Things are going pretty well. He's earning a cool $20 million for his next film, National Security. So why dredge up events that faded from the tabloids years ago?
Perhaps Richard Pryor has something to do with it. Pryor brought confessional comedy to new extremes. If Lawrence's hero could joke about how he nearly died freebasing cocaine, finding life-affirming humor in a mistake that nearly claimed his life, Lawrence could do likewise.
"I've got to tell my story," he says. "I can't let E! True Hollywood Story tell my story."
‘God Laid Me Down and Woke Me Up’
Lawrence now doesn't deny that drugs played a part in some past transgressions. And it did seem that in the late 1990s, his life was spiraling out of control. But he says a lot of the stories were distorted, or just plain fabricated — like the reports that he suffered from a bipolar disorder.
"They made a lot of things up to sell a better story," he says. "You don't know what that's like until you've been through it."
But even without the gossip-page speculation and nameless sources, Lawrence undeniably had some troubles.
In May of 1996, when Los Angeles police found him wandering and disoriented in a crowded area on Ventura Boulevard with a loaded pistol in his pocket, he was hospitalized. A spokesman said hat he was exhausted and dehydrated.
Two months later, Lawrence was stopped again at Burbank Airport, carrying a loaded pistol. He later served two months' probation for the offense.
He was arrested again in March of 1997, for punching a nightclub patron, and later ordered to perform community service.
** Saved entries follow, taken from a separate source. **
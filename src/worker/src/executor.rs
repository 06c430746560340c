//! Snapshot executor: commit a container, then push it.
//!
//! Pushes try every stored credential for the target registry in discovery
//! order and finish with one anonymous attempt. Attempts are strictly
//! sequential and each one drains its progress stream to the end.

use std::time::Duration;

use container_snapshot_core::context::SnapshotContext;
use container_snapshot_core::error::{Result, SnapshotError};
use futures::StreamExt;
use tracing::Instrument;

use crate::credentials::{CredentialStore, RegistryAuth};
use crate::reference::ImageReference;
use crate::runtime::{CommitRequest, ContainerRuntime};

/// Inputs of one snapshot.
#[derive(Debug, Clone, Default)]
pub struct SnapshotOptions {
    /// Runtime id of the source container
    pub container: String,
    /// Target image reference as given by the user
    pub image: String,
    pub author: Option<String>,
    pub comment: Option<String>,
}

/// Result of a successful snapshot.
#[derive(Debug, Clone)]
pub struct SnapshotOutcome {
    pub image_id: String,
    pub reference: ImageReference,
    /// Push attempts made, the successful one included
    pub attempts: usize,
    /// Whether the successful push used a stored credential
    pub authenticated: bool,
}

pub struct Worker<R> {
    runtime: R,
    credentials: CredentialStore,
}

impl<R: ContainerRuntime> Worker<R> {
    pub fn new(runtime: R, credentials: CredentialStore) -> Self {
        Self {
            runtime,
            credentials,
        }
    }

    pub fn runtime(&self) -> &R {
        &self.runtime
    }

    /// Commit the container and push the resulting image.
    ///
    /// Every error returned is one of `InvalidImage`, `CommitFailed` or
    /// `PushFailed`.
    pub async fn take_snapshot(
        &self,
        ctx: &SnapshotContext,
        options: &SnapshotOptions,
    ) -> Result<SnapshotOutcome> {
        self.run(options).instrument(ctx.span()).await
    }

    /// [`Worker::take_snapshot`] bounded by `deadline`.
    ///
    /// Expiry drops the in-flight runtime call and yields `Timeout`, which
    /// carries no failure kind.
    pub async fn take_snapshot_within(
        &self,
        ctx: &SnapshotContext,
        options: &SnapshotOptions,
        deadline: Duration,
    ) -> Result<SnapshotOutcome> {
        tokio::time::timeout(deadline, self.take_snapshot(ctx, options))
            .await
            .map_err(|_| {
                SnapshotError::Timeout(format!(
                    "snapshot did not finish within {}",
                    humantime::format_duration(deadline)
                ))
            })?
    }

    async fn run(&self, options: &SnapshotOptions) -> Result<SnapshotOutcome> {
        let reference = ImageReference::parse(&options.image)?;

        tracing::info!(
            container = %options.container,
            reference = %reference,
            "Committing container"
        );
        let image_id = self
            .runtime
            .commit(CommitRequest {
                container: &options.container,
                reference: &reference,
                author: options.author.as_deref(),
                comment: options.comment.as_deref(),
            })
            .await
            .map_err(|e| match e {
                e @ SnapshotError::CommitFailed { .. } => e,
                other => SnapshotError::CommitFailed {
                    container: options.container.clone(),
                    message: other.to_string(),
                },
            })?;
        tracing::info!(image_id = %image_id, "Container committed");

        let (attempts, authenticated) = self.push(&reference).await?;

        tracing::info!(
            reference = %reference,
            attempts,
            authenticated,
            "Snapshot pushed"
        );
        Ok(SnapshotOutcome {
            image_id,
            reference,
            attempts,
            authenticated,
        })
    }

    /// Push with each credential in order, then anonymously.
    async fn push(&self, reference: &ImageReference) -> Result<(usize, bool)> {
        let credentials = self.credentials.credentials_for(&reference.registry);
        let mut attempts = 0;

        for (index, auth) in credentials.iter().enumerate() {
            attempts += 1;
            match self.push_once(reference, Some(auth)).await {
                Ok(()) => return Ok((attempts, true)),
                Err(message) => tracing::warn!(
                    registry = %reference.registry,
                    credential = index,
                    username = auth.username.as_deref().unwrap_or(""),
                    error = %message,
                    "Push with credential failed, trying next"
                ),
            }
        }

        if !credentials.is_empty() {
            tracing::warn!(
                registry = %reference.registry,
                "All credentials rejected, falling back to anonymous push"
            );
        }
        attempts += 1;
        self.push_once(reference, None)
            .await
            .map(|()| (attempts, false))
            .map_err(|message| SnapshotError::PushFailed {
                image: reference.full_reference(),
                attempts,
                message,
            })
    }

    async fn push_once(
        &self,
        reference: &ImageReference,
        auth: Option<&RegistryAuth>,
    ) -> std::result::Result<(), String> {
        let mut stream = self
            .runtime
            .push(reference, auth)
            .await
            .map_err(|e| e.to_string())?;

        while let Some(record) = stream.next().await {
            let record = record.map_err(|e| e.to_string())?;
            if let Some(error) = record.error {
                return Err(error);
            }
            tracing::debug!(
                status = record.status.as_deref().unwrap_or(""),
                progress = record.progress.as_deref().unwrap_or(""),
                "Push progress"
            );
        }
        Ok(())
    }
}
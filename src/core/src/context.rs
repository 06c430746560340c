//! Structured logging contexts.
//!
//! Each operation receives its context explicitly and enters the span it
//! produces; nothing mutates a shared logger.

use tracing::Span;

use crate::resource::ObjectKey;

/// Identity of one worker run.
#[derive(Debug, Clone, Default)]
pub struct SnapshotContext {
    pub namespace: String,
    pub snapshot: String,
    pub container: String,
    pub image: String,
}

impl SnapshotContext {
    pub fn new(
        namespace: impl Into<String>,
        snapshot: impl Into<String>,
        container: impl Into<String>,
        image: impl Into<String>,
    ) -> Self {
        Self {
            namespace: namespace.into(),
            snapshot: snapshot.into(),
            container: container.into(),
            image: image.into(),
        }
    }

    pub fn span(&self) -> Span {
        tracing::info_span!(
            "snapshot",
            namespace = %self.namespace,
            snapshot = %self.snapshot,
            container = %self.container,
            image = %self.image,
        )
    }
}

/// Identity of one reconciliation.
#[derive(Debug, Clone)]
pub struct ReconcileContext {
    pub key: ObjectKey,
    /// Attempt counter for the key, starting at 1.
    pub attempt: u32,
}

impl ReconcileContext {
    pub fn new(key: ObjectKey, attempt: u32) -> Self {
        Self { key, attempt }
    }

    pub fn span(&self) -> Span {
        tracing::info_span!(
            "reconcile",
            namespace = %self.key.namespace,
            snapshot = %self.key.name,
            attempt = self.attempt,
        )
    }
}
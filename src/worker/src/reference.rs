//! Image reference parsing and normalization.
//!
//! Parses snapshot targets like `ghcr.io/org/app:v1` into registry,
//! repository and tag, applying the Docker Hub defaults to short names.

use std::sync::OnceLock;

use container_snapshot_core::error::{Result, SnapshotError};
use regex::Regex;

/// Default registry when none is specified.
pub const DEFAULT_REGISTRY: &str = "docker.io";

/// Default tag when none is specified.
pub const DEFAULT_TAG: &str = "latest";

/// Maximum length of the full repository name, registry included.
const NAME_TOTAL_LENGTH_MAX: usize = 255;

fn path_component() -> &'static Regex {
    static RE: OnceLock<Regex> = OnceLock::new();
    RE.get_or_init(|| {
        Regex::new(r"^[a-z0-9]+(?:(?:[._]|__|-+)[a-z0-9]+)*$").expect("valid path component regex")
    })
}

fn tag_pattern() -> &'static Regex {
    static RE: OnceLock<Regex> = OnceLock::new();
    RE.get_or_init(|| Regex::new(r"^[\w][\w.-]{0,127}$").expect("valid tag regex"))
}

fn domain_pattern() -> &'static Regex {
    static RE: OnceLock<Regex> = OnceLock::new();
    RE.get_or_init(|| {
        Regex::new(
            r"^(?:[a-zA-Z0-9](?:[a-zA-Z0-9-]*[a-zA-Z0-9])?)(?:\.(?:[a-zA-Z0-9](?:[a-zA-Z0-9-]*[a-zA-Z0-9])?))*(?::[0-9]+)?$",
        )
        .expect("valid domain regex")
    })
}

/// Normalized snapshot target.
#[derive(Debug, Clone, PartialEq, Eq)]
pub struct ImageReference {
    /// Registry hostname, with port if any (e.g., "ghcr.io", "localhost:5000")
    pub registry: String,
    /// Repository path (e.g., "library/nginx", "org/app")
    pub repository: String,
    /// Tag (e.g., "latest", "v1")
    pub tag: String,
}

impl ImageReference {
    /// Parse and normalize a snapshot target.
    ///
    /// Supports formats:
    /// - `app` → docker.io/library/app:latest
    /// - `user/app:v1` → docker.io/user/app:v1
    /// - `ghcr.io/org/app` → ghcr.io/org/app:latest
    /// - `localhost:5000/app:dev` → localhost:5000/app:dev
    ///
    /// Digest references are rejected: a commit produces a tag.
    pub fn parse(reference: &str) -> Result<Self> {
        let trimmed = reference.trim();
        if trimmed.is_empty() {
            return Err(invalid(reference, "empty image reference"));
        }
        if trimmed.contains('@') {
            return Err(invalid(
                reference,
                "digest references cannot be a snapshot target",
            ));
        }

        // Tag separator is the last colon after the last slash
        let last_slash = trimmed.rfind('/').map_or(0, |i| i + 1);
        let (name, tag) = match trimmed[last_slash..].rfind(':') {
            Some(colon) => {
                let split = last_slash + colon;
                (&trimmed[..split], Some(&trimmed[split + 1..]))
            }
            None => (trimmed, None),
        };

        let tag = match tag {
            Some(tag) if tag_pattern().is_match(tag) => tag.to_string(),
            Some(tag) => return Err(invalid(reference, &format!("invalid tag '{}'", tag))),
            None => DEFAULT_TAG.to_string(),
        };

        let (registry, repository) = split_registry_repository(name);
        if !domain_pattern().is_match(&registry) {
            return Err(invalid(reference, &format!("invalid registry '{}'", registry)));
        }
        if let Some(bad) = repository
            .split('/')
            .find(|component| !path_component().is_match(component))
        {
            return Err(invalid(
                reference,
                &format!("invalid repository component '{}'", bad),
            ));
        }
        if registry.len() + 1 + repository.len() > NAME_TOTAL_LENGTH_MAX {
            return Err(invalid(reference, "repository name too long"));
        }

        Ok(ImageReference {
            registry,
            repository,
            tag,
        })
    }

    /// Repository including the registry, without tag.
    pub fn name(&self) -> String {
        format!("{}/{}", self.registry, self.repository)
    }

    /// Get the full reference string.
    pub fn full_reference(&self) -> String {
        format!("{}/{}:{}", self.registry, self.repository, self.tag)
    }
}

impl std::fmt::Display for ImageReference {
    fn fmt(&self, f: &mut std::fmt::Formatter<'_>) -> std::fmt::Result {
        write!(f, "{}", self.full_reference())
    }
}

/// Split a name into registry and repository components.
fn split_registry_repository(name: &str) -> (String, String) {
    // The first component is a registry when it looks like a hostname
    if let Some((first, rest)) = name.split_once('/') {
        if first.contains('.') || first.contains(':') || first == "localhost" {
            return (first.to_string(), rest.to_string());
        }
    }

    let repository = if name.contains('/') {
        name.to_string()
    } else {
        format!("library/{}", name)
    };

    (DEFAULT_REGISTRY.to_string(), repository)
}

fn invalid(image: &str, reason: &str) -> SnapshotError {
    SnapshotError::InvalidImage {
        image: image.to_string(),
        reason: reason.to_string(),
    }
}

#[cfg(test)]
mod tests {
    use super::*;

    #[test]
    fn test_parse_simple_name() {
        let r = ImageReference::parse("nginx").unwrap();
        assert_eq!(r.registry, "docker.io");
        assert_eq!(r.repository, "library/nginx");
        assert_eq!(r.tag, "latest");
    }

    #[test]
    fn test_parse_user_repo_with_tag() {
        let r = ImageReference::parse("myuser/myimage:v1.0").unwrap();
        assert_eq!(r.registry, "docker.io");
        assert_eq!(r.repository, "myuser/myimage");
        assert_eq!(r.tag, "v1.0");
    }

    #[test]
    fn test_parse_custom_registry() {
        let r = ImageReference::parse("ghcr.io/org/trainer:ckpt-7").unwrap();
        assert_eq!(r.registry, "ghcr.io");
        assert_eq!(r.repository, "org/trainer");
        assert_eq!(r.tag, "ckpt-7");
    }

    #[test]
    fn test_parse_registry_with_port() {
        let r = ImageReference::parse("registry.local:5000/team/app").unwrap();
        assert_eq!(r.registry, "registry.local:5000");
        assert_eq!(r.repository, "team/app");
        assert_eq!(r.tag, "latest");
    }

    #[test]
    fn test_parse_localhost_registry() {
        let r = ImageReference::parse("localhost/myimage:test").unwrap();
        assert_eq!(r.registry, "localhost");
        assert_eq!(r.repository, "myimage");
    }

    #[test]
    fn test_parse_deep_repository_path() {
        let r = ImageReference::parse("ghcr.io/org/sub/image:v1").unwrap();
        assert_eq!(r.repository, "org/sub/image");
    }

    #[test]
    fn test_parse_whitespace_trimmed() {
        let r = ImageReference::parse("  nginx:1.25  ").unwrap();
        assert_eq!(r.full_reference(), "docker.io/library/nginx:1.25");
    }

    #[test]
    fn test_parse_rejects_malformed() {
        for bad in [
            "",
            "invalid image",
            "UPPER/case",
            "app:",
            "app:-tag",
            "org//app",
            "ghcr.io/",
            "nginx@sha256:abcdef",
            "-leading/dash",
        ] {
            let err = ImageReference::parse(bad).unwrap_err();
            assert!(
                matches!(err, SnapshotError::InvalidImage { .. }),
                "expected InvalidImage for {:?}, got {:?}",
                bad,
                err
            );
        }
    }

    #[test]
    fn test_parse_rejects_long_name() {
        let long = format!("ghcr.io/{}", "a".repeat(300));
        assert!(ImageReference::parse(&long).is_err());
    }

    #[test]
    fn test_name_and_display() {
        let r = ImageReference::parse("quay.io/org/app:v2").unwrap();
        assert_eq!(r.name(), "quay.io/org/app");
        assert_eq!(format!("{}", r), "quay.io/org/app:v2");
    }
}
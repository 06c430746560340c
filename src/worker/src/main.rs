//! Snapshot worker entry point.

use clap::Parser;
use container_snapshot_core::error::SnapshotError;
use container_snapshot_core::failure::EXIT_SETUP_FAILED;
use tracing_subscriber::EnvFilter;

use container_snapshot_worker::args::Args;
use container_snapshot_worker::{termination, CredentialStore, DockerRuntime, Worker};

#[tokio::main]
async fn main() {
    // Initialize tracing
    tracing_subscriber::fmt()
        .with_env_filter(
            EnvFilter::try_from_default_env().unwrap_or_else(|_| EnvFilter::new("info")),
        )
        .init();

    let args = match Args::try_parse() {
        Ok(args) => args,
        Err(e) if !e.use_stderr() => e.exit(),
        Err(e) => {
            eprintln!("{e}");
            std::process::exit(EXIT_SETUP_FAILED);
        }
    };

    std::process::exit(run(args).await);
}

async fn run(args: Args) -> i32 {
    let ctx = args.context();

    tracing::info!(
        namespace = %ctx.namespace,
        snapshot = %ctx.snapshot,
        config = %args.config.display(),
        timeout = %humantime::format_duration(args.timeout),
        "Starting snapshot worker"
    );

    let setup = async {
        let credentials = CredentialStore::load(&args.config)?;
        let runtime = DockerRuntime::connect()?;
        runtime.ping().await?;
        Ok::<_, SnapshotError>(Worker::new(runtime, credentials))
    };
    let worker = match setup.await {
        Ok(worker) => worker,
        Err(e) => {
            tracing::error!(error = %e, "Worker setup failed");
            return termination::report_setup_failure(&args.termination_log, &e);
        }
    };

    let options = args.options();
    match worker
        .take_snapshot_within(&ctx, &options, args.timeout)
        .await
    {
        Ok(outcome) => {
            tracing::info!(
                reference = %outcome.reference,
                image_id = %outcome.image_id,
                attempts = outcome.attempts,
                "Snapshot complete"
            );
            0
        }
        Err(e) => {
            tracing::error!(error = %e, "Snapshot failed");
            termination::report(&args.termination_log, &e)
        }
    }
}
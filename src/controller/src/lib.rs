//! Container Snapshot Controller
//!
//! Watches snapshot resources and, for each one, resolves the source
//! container, starts a delegated worker job on its node and mirrors the
//! job's outcome back into the snapshot's status.

pub mod client;
pub mod dispatcher;
pub mod memory;
pub mod reconciler;
pub mod template;

pub use client::ClusterClient;
pub use dispatcher::{Dispatcher, WorkQueue};
pub use memory::MemoryCluster;
pub use reconciler::{ReconcileOutcome, Reconciler};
Then came the event Lawrence says changed his life. He lapsed into a three-day coma after collapsing from heat exhaustion while jogging in hot weather with a nylon jogging suit and a wool cap.
"I felt like, in the coma, God laid me down and woke me up to be able to see a lot more clearer, and it's humbled me a great deal, you know?" he said. ‘We Fall Down, But We Get Back Up’
Always an unapologetic potty-mouth on-stage, now he jokes about the weeks after coming out of the coma, when he was incontinent and wore a diaper, needing physical therapy to regain the ability to walk.
"Obviously, when those things are going on, you don't ever really get the opportunity to say what you want to say right then and there," he says.
"Through laughs, I can honestly talk about the things I see and believe and feel," Lawrence says. "One thing I truly learned. We fall down, but we get back up again."
While he was struggling, Magic Johnson, M.C. Hammer and other celebrity friends offered advice. What did they say? "I don't know," Lawrence laughs. "I was high."
Now, he says, he no longer smokes pot and takes better care of himself. He feels his life experiences add dimension to his humor.
"I don't think it's affected my sense of humor at all. The film obviously shows you that. I just think I've grown a lot more and matured and I know a lot more about what I'm talking about as opposed to just being a young comic with a mic in his hand."